"The easiest way to grasp what we do and to understand our mission is that we're a contemporary art museum without walls," explained Laura Hyatt, development director of the Los Angeles Nomadic Division (LAND), an LA-based organization dedicated to facilitating public art projects. After celebrating their fifth anniversary last year, LAND is settling into its role as a major force in redefining the relationship between contemporary art and its context.
"A lot of people, especially over the first few years, had difficulty grasping what LAND is," Hyatt told me as we sat in their headquarters, a small office perched on the corner of a strip mall at the bustling intersection of Santa Monica Blvd. and Highland Ave. According to Hyatt, the space was one of several factors that has helped the organization to become more recognizable. It's the outside, rather than the inside of LAND's office, that serves as an exhibition space. Appropriate for an organization determined to activate urban space, it's the outside, rather than the inside of LAND's office, that serves as an exhibition space, currently for a colorful mural by the artist Sarah Cain. When they first moved into the space two years ago, LAND's only art-world neighbors were Regen Projects and Redling Gallery. Now, the Hollywood area is shaping up to be one of the major art hubs of the city, boasting a slew of other galleries and art spaces, including LAXART, Hannah Hoffman Gallery, and Various Small Fires. "It's really incredible to see the energy that has come through the neighborhood," said Hyatt.
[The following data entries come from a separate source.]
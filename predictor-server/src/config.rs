//! Configuration module

use std::env;
use std::path::PathBuf;
use std::time::Duration;

use predictor_core::ArtifactPaths;

/// Application configuration
#[derive(Debug, Clone, PartialEq)]
pub struct Config {
    /// Bind host (IP or hostname)
    pub host: String,

    /// Server port
    pub port: u16,

    /// Fitted model artifact
    pub model_path: PathBuf,

    /// Optional fitted scaler artifact
    pub scaler_path: PathBuf,

    /// Optional ordered feature-name list
    pub features_path: PathBuf,

    /// Largest accepted request body
    pub max_body_bytes: usize,

    /// Per-request timeout
    pub request_timeout_secs: u64,

    /// Emit logs as JSON lines
    pub log_json: bool,
}

impl Default for Config {
    fn default() -> Self {
        let paths = ArtifactPaths::in_dir(".");
        Self {
            host: "127.0.0.1".to_string(),
            port: 5000,
            model_path: paths.model,
            scaler_path: paths.scaler,
            features_path: paths.features,
            max_body_bytes: 1024 * 1024,
            request_timeout_secs: 30,
            log_json: false,
        }
    }
}

impl Config {
    /// Load configuration from environment variables
    pub fn from_env() -> Self {
        Self::from_lookup(|key| env::var(key).ok())
    }

    /// Load configuration from any key lookup; missing or unparsable
    /// values fall back to the defaults
    pub fn from_lookup(lookup: impl Fn(&str) -> Option<String>) -> Self {
        let defaults = Self::default();

        let artifact_dir = lookup("ARTIFACT_DIR").map(PathBuf::from);
        let paths = artifact_dir
            .as_deref()
            .map(ArtifactPaths::in_dir)
            .unwrap_or_else(|| ArtifactPaths::in_dir("."));

        Self {
            host: lookup("HOST").unwrap_or(defaults.host),

            port: lookup("PORT")
                .and_then(|p| p.parse().ok())
                .unwrap_or(defaults.port),

            model_path: lookup("MODEL_PATH")
                .map(PathBuf::from)
                .unwrap_or(paths.model),

            scaler_path: lookup("SCALER_PATH")
                .map(PathBuf::from)
                .unwrap_or(paths.scaler),

            features_path: lookup("FEATURES_PATH")
                .map(PathBuf::from)
                .unwrap_or(paths.features),

            max_body_bytes: lookup("MAX_BODY_BYTES")
                .and_then(|b| b.parse().ok())
                .unwrap_or(defaults.max_body_bytes),

            request_timeout_secs: lookup("REQUEST_TIMEOUT_SECS")
                .and_then(|t| t.parse().ok())
                .unwrap_or(defaults.request_timeout_secs),

            log_json: lookup("LOG_FORMAT")
                .map(|f| f.eq_ignore_ascii_case("json"))
                .unwrap_or(defaults.log_json),
        }
    }

    pub fn artifact_paths(&self) -> ArtifactPaths {
        ArtifactPaths {
            model: self.model_path.clone(),
            scaler: self.scaler_path.clone(),
            features: self.features_path.clone(),
        }
    }

    pub fn request_timeout(&self) -> Duration {
        Duration::from_secs(self.request_timeout_secs)
    }
}
//! Payload Normalizer - Client JSON to feature matrix
//!
//! Accepted request shapes:
//!
//! ```text
//! {"features": [v1, v2, ...]}             -> single instance, positional
//! {"features": {"f1": v1, ...}}           -> single instance, named
//! {"instances": [[...], [...]]}           -> batch, positional
//! {"instances": [{"f1": v1, ...}, ...]}   -> batch, named
//! ```
//!
//! `features` wins when both keys are present. Named input needs a loaded
//! [`FeatureSchema`]; the schema order defines the columns.

use ndarray::Array2;
use serde_json::{Map, Value};
use thiserror::Error;

use super::schema::FeatureSchema;

/// Rows = samples, columns = features. Missing values are NaN.
pub type FeatureMatrix = Array2<f64>;

/// Marker stored for absent or `null` values
pub const MISSING: f64 = f64::NAN;

// ============================================================================
// ERRORS
// ============================================================================

/// Client-side payload errors. Every variant maps to a 4xx response.
#[derive(Debug, Clone, PartialEq, Error)]
pub enum PayloadError {
    #[error("JSON must include 'features' or 'instances'.")]
    MissingFeatureKey,

    #[error("Invalid 'features' format. Must be list or dict.")]
    InvalidFeatureFormat,

    #[error("Feature names not available on server; send {context} as positional lists.")]
    SchemaUnavailable { context: &'static str },

    #[error("Empty 'instances' list.")]
    EmptyBatch,

    #[error("Invalid 'instances' format. Must be a list.")]
    InvalidInstancesType,

    #[error("Invalid 'instances' contents. Use list-of-lists or list-of-dicts.")]
    MixedInstanceTypes,

    #[error("Could not convert features to numbers at row {row}, column {column}: {reason}")]
    NumericConversionFailed {
        row: usize,
        column: usize,
        reason: String,
    },
}

// ============================================================================
// PAYLOAD SHAPES
// ============================================================================

/// A classified request body, borrowing from the parsed JSON.
#[derive(Debug, Clone, PartialEq)]
pub enum Payload<'a> {
    /// `{"features": [..]}`
    Positional(&'a [Value]),
    /// `{"features": {..}}`
    Named(&'a Map<String, Value>),
    /// `{"instances": [[..], ..]}`
    PositionalBatch(Vec<&'a [Value]>),
    /// `{"instances": [{..}, ..]}`
    NamedBatch(Vec<&'a Map<String, Value>>),
}

impl<'a> Payload<'a> {
    /// Decide which of the accepted shapes `raw` is.
    ///
    /// Only structure is checked here; the schema and numeric values are
    /// checked when the matrix is built.
    pub fn classify(raw: &'a Value) -> Result<Self, PayloadError> {
        let body = raw.as_object().ok_or(PayloadError::MissingFeatureKey)?;

        if let Some(features) = body.get("features") {
            return match features {
                Value::Array(values) => Ok(Payload::Positional(values)),
                Value::Object(named) => Ok(Payload::Named(named)),
                _ => Err(PayloadError::InvalidFeatureFormat),
            };
        }

        let instances = body
            .get("instances")
            .ok_or(PayloadError::MissingFeatureKey)?
            .as_array()
            .ok_or(PayloadError::InvalidInstancesType)?;

        if instances.is_empty() {
            return Err(PayloadError::EmptyBatch);
        }

        if instances.iter().all(Value::is_object) {
            let named = instances.iter().filter_map(Value::as_object).collect();
            Ok(Payload::NamedBatch(named))
        } else if instances.iter().all(Value::is_array) {
            let rows = instances
                .iter()
                .filter_map(Value::as_array)
                .map(Vec::as_slice)
                .collect();
            Ok(Payload::PositionalBatch(rows))
        } else {
            Err(PayloadError::MixedInstanceTypes)
        }
    }

    /// Number of samples (rows) this payload carries
    pub fn n_samples(&self) -> usize {
        match self {
            Payload::Positional(_) | Payload::Named(_) => 1,
            Payload::PositionalBatch(rows) => rows.len(),
            Payload::NamedBatch(rows) => rows.len(),
        }
    }

    /// Build the numeric matrix, resolving named input through `schema`.
    pub fn to_matrix(&self, schema: &FeatureSchema) -> Result<FeatureMatrix, PayloadError> {
        let rows: Vec<Vec<Option<&Value>>> = match self {
            Payload::Positional(values) => vec![values.iter().map(Some).collect()],
            Payload::Named(named) => vec![schema.resolve_row(named, "features")?],
            Payload::PositionalBatch(rows) => rows
                .iter()
                .map(|row| row.iter().map(Some).collect())
                .collect(),
            Payload::NamedBatch(rows) => rows
                .iter()
                .map(|named| schema.resolve_row(named, "instances"))
                .collect::<Result<_, _>>()?,
        };

        build_matrix(&rows)
    }
}

/// Classify `raw` and build its feature matrix.
pub fn normalize(raw: &Value, schema: &FeatureSchema) -> Result<FeatureMatrix, PayloadError> {
    Payload::classify(raw)?.to_matrix(schema)
}

// ============================================================================
// NUMERIC CONVERSION
// ============================================================================

fn build_matrix(rows: &[Vec<Option<&Value>>]) -> Result<FeatureMatrix, PayloadError> {
    let width = rows.first().map(Vec::len).unwrap_or(0);
    let mut data = Vec::with_capacity(rows.len() * width);

    for (row_idx, row) in rows.iter().enumerate() {
        if row.len() != width {
            return Err(PayloadError::NumericConversionFailed {
                row: row_idx,
                column: row.len().min(width),
                reason: format!("row has {} values, expected {}", row.len(), width),
            });
        }

        for (col_idx, cell) in row.iter().enumerate() {
            let value = cell_to_f64(*cell).map_err(|reason| PayloadError::NumericConversionFailed {
                row: row_idx,
                column: col_idx,
                reason,
            })?;
            data.push(value);
        }
    }

    Array2::from_shape_vec((rows.len(), width), data).map_err(|e| {
        PayloadError::NumericConversionFailed {
            row: 0,
            column: 0,
            reason: e.to_string(),
        }
    })
}

/// Convert one JSON cell to `f64`.
///
/// Absent and `null` become [`MISSING`]. Booleans are 1/0, numeric strings
/// are parsed. Nested containers and other strings are rejected.
fn cell_to_f64(cell: Option<&Value>) -> Result<f64, String> {
    match cell {
        None | Some(Value::Null) => Ok(MISSING),
        Some(Value::Bool(b)) => Ok(if *b { 1.0 } else { 0.0 }),
        Some(Value::Number(n)) => n
            .as_f64()
            .ok_or_else(|| format!("number {} is out of range", n)),
        Some(Value::String(s)) => s
            .trim()
            .parse::<f64>()
            .map_err(|_| format!("could not convert string to float: '{}'", s)),
        Some(Value::Array(_)) => Err("nested list is not a number".to_string()),
        Some(Value::Object(_)) => Err("nested object is not a number".to_string()),
    }
}
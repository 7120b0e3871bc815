//! Artifact Loader - fitted model, scaler and feature names from disk
//!
//! Artifacts are JSON documents:
//!
//! ```text
//! model.json          {"kind": "linear_regression", "coef": [..], "intercept": 0.0}   (required)
//! scaler.json         {"kind": "standard_scaler", "mean": [..], "scale": [..]}        (optional)
//! feature_names.json  ["f1", "f2", ...]                                               (optional)
//! ```
//!
//! Everything is read once and frozen into a [`ModelContext`].

use std::fs;
use std::path::{Path, PathBuf};

use chrono::{DateTime, Utc};
use serde::de::DeserializeOwned;
use serde::{Deserialize, Serialize};
use sha2::{Digest, Sha256};
use thiserror::Error;

use super::inference::ModelContext;
use super::linear::LinearRegression;
use super::scaler::StandardScaler;
use crate::features::FeatureSchema;

pub const MODEL_FILE: &str = "model.json";
pub const SCALER_FILE: &str = "scaler.json";
pub const FEATURES_FILE: &str = "feature_names.json";

// ============================================================================
// ERROR HANDLING
// ============================================================================

#[derive(Debug, Error)]
pub enum ArtifactError {
    #[error("Model not found at {0}. Create and save a model artifact before starting the server.")]
    ModelNotFound(PathBuf),

    #[error("Failed to read {path}: {source}")]
    Io {
        path: PathBuf,
        #[source]
        source: std::io::Error,
    },

    #[error("Failed to parse {path}: {source}")]
    Parse {
        path: PathBuf,
        #[source]
        source: serde_json::Error,
    },

    #[error("Invalid artifact {path}: {reason}")]
    Invalid { path: PathBuf, reason: String },
}

// ============================================================================
// DATA STRUCTURES
// ============================================================================

#[derive(Debug, Clone, Copy, PartialEq, Eq, Serialize, Deserialize)]
#[serde(rename_all = "snake_case")]
pub enum ArtifactKind {
    Model,
    Scaler,
    FeatureNames,
}

/// What was loaded, from where, and its checksum
#[derive(Debug, Clone, Serialize, Deserialize)]
pub struct ArtifactInfo {
    pub kind: ArtifactKind,
    pub path: PathBuf,
    pub sha256: String,
    pub size_bytes: u64,
    pub loaded_at: DateTime<Utc>,
}

/// Serialized model, tagged by `kind`
#[derive(Debug, Clone, PartialEq, Serialize, Deserialize)]
#[serde(tag = "kind", rename_all = "snake_case")]
pub enum ModelArtifact {
    LinearRegression(LinearRegression),
}

/// Serialized scaler, tagged by `kind`
#[derive(Debug, Clone, PartialEq, Serialize, Deserialize)]
#[serde(tag = "kind", rename_all = "snake_case")]
pub enum ScalerArtifact {
    StandardScaler(StandardScaler),
}

/// Where to look for each artifact
#[derive(Debug, Clone, PartialEq, Eq)]
pub struct ArtifactPaths {
    pub model: PathBuf,
    pub scaler: PathBuf,
    pub features: PathBuf,
}

impl ArtifactPaths {
    /// Default file names inside `dir`
    pub fn in_dir(dir: impl AsRef<Path>) -> Self {
        let dir = dir.as_ref();
        Self {
            model: dir.join(MODEL_FILE),
            scaler: dir.join(SCALER_FILE),
            features: dir.join(FEATURES_FILE),
        }
    }
}

// ============================================================================
// LOADING
// ============================================================================

/// Load all artifacts and freeze them into a [`ModelContext`].
///
/// The model is required. A missing scaler or feature-name file is not an
/// error; the service then skips scaling or rejects named input.
pub fn load_context(paths: &ArtifactPaths) -> Result<ModelContext, ArtifactError> {
    if !paths.model.exists() {
        return Err(ArtifactError::ModelNotFound(paths.model.clone()));
    }

    let mut artifacts = Vec::new();

    let (model, info) = read_json::<ModelArtifact>(&paths.model, ArtifactKind::Model)?;
    artifacts.push(info);
    let ModelArtifact::LinearRegression(model) = model;
    let model_width = model.n_features();

    let mut scaler = None;
    if paths.scaler.exists() {
        let (artifact, info) = read_json::<ScalerArtifact>(&paths.scaler, ArtifactKind::Scaler)?;
        let ScalerArtifact::StandardScaler(loaded) = artifact;
        loaded.validate().map_err(|reason| ArtifactError::Invalid {
            path: paths.scaler.clone(),
            reason,
        })?;
        if loaded.n_features() != model_width {
            log::warn!(
                "Scaler expects {} features but model expects {}",
                loaded.n_features(),
                model_width
            );
        }
        artifacts.push(info);
        scaler = Some(loaded);
    } else {
        log::info!("No scaler at {}, features are passed to the model unscaled", paths.scaler.display());
    }

    let mut schema = FeatureSchema::unavailable();
    if paths.features.exists() {
        let (names, info) = read_json::<Vec<String>>(&paths.features, ArtifactKind::FeatureNames)?;
        let loaded = FeatureSchema::new(names);
        if let Some(dup) = loaded.find_duplicate() {
            return Err(ArtifactError::Invalid {
                path: paths.features.clone(),
                reason: format!("duplicate feature name '{}'", dup),
            });
        }
        if loaded.len() != Some(model_width) {
            log::warn!(
                "{} feature names loaded but model expects {} features",
                loaded.len().unwrap_or(0),
                model_width
            );
        }
        artifacts.push(info);
        schema = loaded;
    } else {
        log::info!("No feature names at {}, named input is disabled", paths.features.display());
    }

    let mut context = ModelContext::new(model)
        .with_schema(schema)
        .with_artifacts(artifacts);
    if let Some(scaler) = scaler {
        context = context.with_scaler(scaler);
    }

    Ok(context)
}

fn read_json<T: DeserializeOwned>(
    path: &Path,
    kind: ArtifactKind,
) -> Result<(T, ArtifactInfo), ArtifactError> {
    let bytes = fs::read(path).map_err(|source| ArtifactError::Io {
        path: path.to_path_buf(),
        source,
    })?;

    let value = serde_json::from_slice(&bytes).map_err(|source| ArtifactError::Parse {
        path: path.to_path_buf(),
        source,
    })?;

    let info = ArtifactInfo {
        kind,
        path: path.to_path_buf(),
        sha256: sha256_hex(&bytes),
        size_bytes: bytes.len() as u64,
        loaded_at: Utc::now(),
    };

    log::info!(
        "Loaded {:?} from {} ({} bytes, sha256 {})",
        kind,
        path.display(),
        info.size_bytes,
        info.sha256
    );

    Ok((value, info))
}

fn sha256_hex(bytes: &[u8]) -> String {
    let mut hasher = Sha256::new();
    hasher.update(bytes);
    hex::encode(hasher.finalize())
}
LAND was founded by Shamim Momin, who earned her chops working for almost a decade as a curator at the Whitney Museum in New York. While working on the 2008 Biennial, Momin spent a lot of time researching Los Angeles-based artists, many of whose work constituted an "expanded practice," which is to say, artworks that are not designed for a typical gallery or museum context. "There wasn't an organization committed to these types of practices, specifically in Los Angeles," Hyatt explained. Launching with an ambitious exhibition of seven site-specific projects by Mexico City and Guadalajara-based artists, LAND has since facilitated a slew of diverse art projects and cultural programming, much of which involves thoughtful – and thought-provoking – considerations of the urban environment and how we experience it.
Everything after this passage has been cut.